Situation 1: faulted/degraded vdevs
In the configuration shown below, the removal of mirror-0 will
permanently corrupt the pool. Device removal will preferentially
copy data from 'vdev1 -> vdev3' and from 'vdev2 -> vdev4'. Which
in this case will result in nothing being copied since one vdev
in each of those groups in unavailable. However, device removal
will complete successfully since all IO errors are ignored.
tank DEGRADED 0 0 0
mirror-0 DEGRADED 0 0 0
/var/tmp/vdev1 FAULTED 0 0 0 external fault
/var/tmp/vdev2 ONLINE 0 0 0
mirror-1 DEGRADED 0 0 0
/var/tmp/vdev3 ONLINE 0 0 0
/var/tmp/vdev4 FAULTED 0 0 0 external fault
This issue is resolved by updating the source child selection
logic to exclude unreadable leaf vdevs. Additionally, unwritable
destination child vdevs which can never succeed are skipped to
prevent generating a large number of write IO errors.

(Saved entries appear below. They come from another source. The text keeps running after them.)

//! Core data structures shared across the delivery pipeline
//!
//! The persisted rows (`delivery_preferences`, `delivery_logs`) live in the
//! external store; this module defines their in-process read/write models
//! plus the transient types that flow through one batch run.

use chrono::{DateTime, Utc};
use serde::{Deserialize, Serialize};

// ============================================================================
// Selection Mode
// ============================================================================

/// Per-user policy for choosing the day's highlight
#[derive(Debug, Clone, Copy, PartialEq, Eq, Serialize, Deserialize)]
#[serde(rename_all = "lowercase")]
pub enum SelectionMode {
    /// Pick uniformly at random from the user's whole collection
    Random,
    /// Always send the one pinned highlight
    Specific,
}

impl SelectionMode {
    /// Convert to string representation
    pub fn as_str(&self) -> &'static str {
        match self {
            SelectionMode::Random => "random",
            SelectionMode::Specific => "specific",
        }
    }

    pub fn is_random(&self) -> bool {
        matches!(self, SelectionMode::Random)
    }
}

impl std::str::FromStr for SelectionMode {
    type Err = std::convert::Infallible;

    fn from_str(s: &str) -> std::result::Result<Self, Self::Err> {
        Ok(match s {
            "specific" => SelectionMode::Specific,
            _ => SelectionMode::Random,
        })
    }
}

impl std::fmt::Display for SelectionMode {
    fn fmt(&self, f: &mut std::fmt::Formatter<'_>) -> std::fmt::Result {
        f.write_str(self.as_str())
    }
}

// ============================================================================
// Delivery Candidate
// ============================================================================

/// One user's delivery preference as read from the directory
///
/// Users without a contact address are excluded at the source query and
/// never appear as candidates.
#[derive(Debug, Clone, Serialize, Deserialize)]
pub struct DeliveryCandidate {
    pub user_id: String,

    /// Email address the highlight is delivered to
    pub address: String,

    /// Preferred delivery time of day, "HH:MM"
    pub send_time: String,

    pub mode: SelectionMode,

    /// Required when `mode` is `Specific`; may dangle if the highlight
    /// was deleted after pinning
    pub pinned_highlight_id: Option<String>,
}

impl DeliveryCandidate {
    pub fn new(user_id: impl Into<String>, address: impl Into<String>) -> Self {
        Self {
            user_id: user_id.into(),
            address: address.into(),
            send_time: default_send_time(),
            mode: SelectionMode::Random,
            pinned_highlight_id: None,
        }
    }

    /// Set the preferred send time
    pub fn with_send_time(mut self, send_time: impl Into<String>) -> Self {
        self.send_time = send_time.into();
        self
    }

    /// Pin a specific highlight and switch to specific mode
    pub fn with_pinned_highlight(mut self, highlight_id: impl Into<String>) -> Self {
        self.mode = SelectionMode::Specific;
        self.pinned_highlight_id = Some(highlight_id.into());
        self
    }
}

/// Default delivery time when a preference row carries none
pub fn default_send_time() -> String {
    "06:00".to_string()
}

// ============================================================================
// Highlights and Books
// ============================================================================

/// Display metadata of the book a highlight was taken from
#[derive(Debug, Clone, Default, Serialize, Deserialize)]
pub struct BookRef {
    pub title: Option<String>,
    pub author: Option<String>,
}

/// One stored highlight, with its book join when available
#[derive(Debug, Clone, Serialize, Deserialize)]
pub struct HighlightRecord {
    pub id: String,

    /// Non-empty highlight text
    pub body: String,

    pub book_id: Option<String>,

    /// Embedded book metadata; `None` when the join produced nothing
    pub book: Option<BookRef>,
}

impl HighlightRecord {
    pub fn new(id: impl Into<String>, body: impl Into<String>) -> Self {
        Self {
            id: id.into(),
            body: body.into(),
            book_id: None,
            book: None,
        }
    }

    pub fn with_book(
        mut self,
        book_id: impl Into<String>,
        title: impl Into<String>,
        author: impl Into<String>,
    ) -> Self {
        self.book_id = Some(book_id.into());
        self.book = Some(BookRef {
            title: Some(title.into()),
            author: Some(author.into()),
        });
        self
    }
}

/// A highlight resolved for delivery, with book fallbacks applied
#[derive(Debug, Clone, Serialize, Deserialize)]
pub struct SelectedHighlight {
    pub highlight_id: String,
    pub body: String,
    pub book_title: String,
    pub book_author: String,
}

impl SelectedHighlight {
    /// Resolve a stored record into a deliverable highlight
    ///
    /// A missing book join falls back to placeholder metadata so an orphaned
    /// highlight never blocks delivery.
    pub fn from_record(record: &HighlightRecord) -> Self {
        let book = record.book.clone().unwrap_or_default();
        Self {
            highlight_id: record.id.clone(),
            body: record.body.clone(),
            book_title: book.title.unwrap_or_else(|| "Unknown Book".to_string()),
            book_author: book.author.unwrap_or_else(|| "Unknown Author".to_string()),
        }
    }
}

// ============================================================================
// Delivery Attempts (audit log)
// ============================================================================

/// Outcome of one delivery attempt
#[derive(Debug, Clone, Copy, PartialEq, Eq, Serialize, Deserialize)]
#[serde(rename_all = "lowercase")]
pub enum AttemptOutcome {
    Success,
    Failure,
}

impl AttemptOutcome {
    pub fn as_str(&self) -> &'static str {
        match self {
            AttemptOutcome::Success => "success",
            AttemptOutcome::Failure => "failure",
        }
    }
}

/// Distinguishes scheduled-batch sends from ad-hoc operator test sends
#[derive(Debug, Clone, Copy, PartialEq, Eq, Serialize, Deserialize)]
#[serde(rename_all = "lowercase")]
pub enum AttemptKind {
    Scheduled,
    Test,
}

impl AttemptKind {
    pub fn as_str(&self) -> &'static str {
        match self {
            AttemptKind::Scheduled => "scheduled",
            AttemptKind::Test => "test",
        }
    }
}

/// Structured payload attached to an attempt record
#[derive(Debug, Clone, Default, Serialize, Deserialize)]
pub struct AttemptDetail {
    #[serde(skip_serializing_if = "Option::is_none")]
    pub highlight_id: Option<String>,

    /// Message id returned by the mail provider
    #[serde(skip_serializing_if = "Option::is_none")]
    pub message_id: Option<String>,

    #[serde(skip_serializing_if = "Option::is_none")]
    pub book_title: Option<String>,

    #[serde(skip_serializing_if = "Option::is_none")]
    pub error: Option<String>,
}

/// Append-only audit record, one per delivery attempt
#[derive(Debug, Clone, Serialize, Deserialize)]
pub struct DeliveryAttempt {
    pub user_id: String,
    pub outcome: AttemptOutcome,
    pub kind: AttemptKind,
    #[serde(default)]
    pub detail: AttemptDetail,
    pub created_at: DateTime<Utc>,
}

impl DeliveryAttempt {
    pub fn success(user_id: impl Into<String>, kind: AttemptKind, detail: AttemptDetail) -> Self {
        Self {
            user_id: user_id.into(),
            outcome: AttemptOutcome::Success,
            kind,
            detail,
            created_at: Utc::now(),
        }
    }

    pub fn failure(user_id: impl Into<String>, kind: AttemptKind, detail: AttemptDetail) -> Self {
        Self {
            user_id: user_id.into(),
            outcome: AttemptOutcome::Failure,
            kind,
            detail,
            created_at: Utc::now(),
        }
    }
}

Situation 2: individual hard IO errors
During removal if an unexpected hard IO error is encountered when
either reading or writing the child vdev the entire removal
operation is cancelled. While it may be possible to reconstruct
the data after removal that cannot be guaranteed. The only
strictly safe thing to do is to cancel the removal.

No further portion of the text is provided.